Вода в бронзовой ванне была зеленой и сверкала, будто подернутая льдом. Она благоухала мелиссой, ночным лесом, сладкими бисквитами, горячим чаем и пронизывающе-холодным звездным светом.
– В этой ванне отмоются твои желания, Сентябрь, - сказала Лия, снова отломив от руки один из пальцев. – Долгая жизнь заставляет желания чахнуть и увядать, словно старые листья. И когда меняется мир, необходимо, чтобы новые желания заменяли старые. А мир меняется постоянно. И желания блекнут и превращаются в слизь, такую же, что и вся грязь вокруг. Они уже не желания, а раскаяния, извинения. Но тут есть загвоздка, поскольку не каждому дано определить момент, когда желания нужно доверить прачкам. Даже когда кому-нибудь посчастливится оказаться в Волшебной Стране, не так уж и просто понять ту ситуацию, в которой пребывает мир, подстроиться под нее и начать меняться заодно с ним.
Голем бросила в ванную палец, но в этот раз он не вспенил воду, а распустился по поверхности, словно масло на горячей сковороде. Сентябрь набрала в легкие воздух и нырнула под воду. (Дома она часто так делала, когда готовилась к соревнованиям по плаванию).
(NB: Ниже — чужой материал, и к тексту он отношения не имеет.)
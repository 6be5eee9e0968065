//! Epoch synchronization of channel values.
//!
//! Records are accumulated into a single [Snapshot] while their epoch is not past the
//! running epoch. The first record with a later epoch closes the window: the snapshot is
//! stamped with the new epoch and handed back to the caller to be written, and the
//! record itself is dropped without being decoded.
use serde::Serialize;
use tracing::{debug, trace, warn};

use crate::header::{Header, RawRecord};
use crate::prelude::*;
use crate::sensor;
use crate::snapshot::{Channel, Snapshot};
use crate::spectrometer::Frame;

/// A channel not updated for at least this many seconds is reported as stale when a
/// window closes.
pub const STALE_AFTER_SECS: i64 = 3000;

/// A channel found stale when a window closed.
#[derive(Serialize, Debug, Clone, Copy, PartialEq, Eq)]
pub struct Staleness {
    pub channel: Channel,
    /// Seconds since the channel was last updated
    pub lag: i64,
}

/// Result of processing a single record.
#[derive(Debug)]
pub enum Step {
    /// The header group has no channel for the record's sub-header.
    Skipped(Header),
    /// The record updated the channel value.
    Accumulated(Channel),
    /// The record failed to decode and the channel value was not changed.
    Rejected(Channel, Error),
    /// The record closed the window. The snapshot is ready to be written.
    Flushed { epoch: i64, stale: Vec<Staleness> },
}

#[derive(Debug, Clone)]
struct Window {
    running: i64,
    watermarks: [i64; Channel::COUNT],
}

impl Window {
    fn seeded(epoch: i64) -> Self {
        Window {
            running: epoch,
            watermarks: [epoch; Channel::COUNT],
        }
    }

    fn stale(&self, epoch: i64) -> Vec<Staleness> {
        Channel::ALL
            .iter()
            .filter_map(|channel| {
                let lag = epoch.saturating_sub(self.watermarks[channel.index()]);
                (lag >= STALE_AFTER_SECS).then_some(Staleness {
                    channel: *channel,
                    lag,
                })
            })
            .collect()
    }
}

/// Owns the current [Snapshot] and decides when it is flushed.
#[derive(Debug, Default)]
pub struct Synchronizer {
    window: Option<Window>,
    snapshot: Snapshot,
}

impl Synchronizer {
    #[must_use]
    pub fn new() -> Self {
        Self::default()
    }

    /// Reset epoch tracking for a new input stream. The next record seeds the running
    /// epoch and every channel watermark. Channel values are kept.
    pub fn begin_stream(&mut self) {
        self.window = None;
    }

    #[must_use]
    pub fn snapshot(&self) -> &Snapshot {
        &self.snapshot
    }

    /// The running epoch, if a record has been seen since the stream began.
    #[must_use]
    pub fn running_epoch(&self) -> Option<i64> {
        self.window.as_ref().map(|w| w.running)
    }

    /// Process a single record.
    ///
    /// `frame` is the binary data that followed a spectrometer marker line. It is only
    /// used for [Header::Spectrometer] records.
    pub fn process(&mut self, rec: &RawRecord<'_>, frame: Option<&[u8]>) -> Step {
        let epoch = rec.epoch();
        let window = self.window.get_or_insert_with(|| Window::seeded(epoch));

        if epoch > window.running {
            let stale = window.stale(epoch);
            for s in &stale {
                warn!(epoch, "{} data not found for {} seconds", s.channel, s.lag);
            }
            window.running = epoch;
            self.snapshot.epoch = epoch;
            return Step::Flushed { epoch, stale };
        }

        let Some(channel) = rec.header.route(rec.payload) else {
            trace!(header = ?rec.header, payload = rec.payload, "no channel for record");
            return Step::Skipped(rec.header);
        };

        match decode_into(&mut self.snapshot, channel, rec.payload, frame) {
            Ok(()) => {
                window.watermarks[channel.index()] = epoch;
                Step::Accumulated(channel)
            }
            Err(err) => {
                debug!(%channel, epoch, "rejected record: {err}");
                Step::Rejected(channel, err)
            }
        }
    }
}

/// Decode `payload` into the part of `snapshot` owned by `channel`. Nothing is modified
/// on error.
fn decode_into(
    snapshot: &mut Snapshot,
    channel: Channel,
    payload: &str,
    frame: Option<&[u8]>,
) -> Result<()> {
    match channel {
        Channel::Temperature => snapshot.temperature = sensor::temperature(payload)?,
        Channel::Humidity => snapshot.humidity = sensor::humidity(payload)?,
        Channel::Pressure => snapshot.pressure = sensor::pressure(payload)?,
        Channel::RadarAltitude => snapshot.radar_altitude = sensor::radar_altitude(payload)?,
        Channel::LineNumber => snapshot.line_number = sensor::line_number(payload)?,
        Channel::GpsFix => snapshot.gps_fix.update(payload)?,
        Channel::GpsDate => snapshot.gps_date.update(payload)?,
        Channel::Spectrometer => {
            let dat = frame.unwrap_or_default();
            snapshot.spectrometer = Frame::decode(dat)?;
        }
    }
    Ok(())
}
«Раньше я хотела, чтобы папа вернулся домой, а мама позволила мне спать рядом с нею, как это было, когда я была маленькой. Раньше я хотела, чтобы в школе у меня был друг, который читал бы со мной книжки и мы бы вместе их обсуждали или играли бы во что-нибудь. Но теперь они словно померкли… Теперь я хочу…чтобы Маркиза оставила всех в покое. И чтобы я смогла быть …паладином, как сказала Лия. Правдивой и рыцарски бесстрашной. И чтобы не реветь больше. И чтобы Дол действительно оказался потомком библиотеки, хотя я знаю, что это скорее всего не так. И чтобы моя мама меня не ругала, когда я вернусь домой».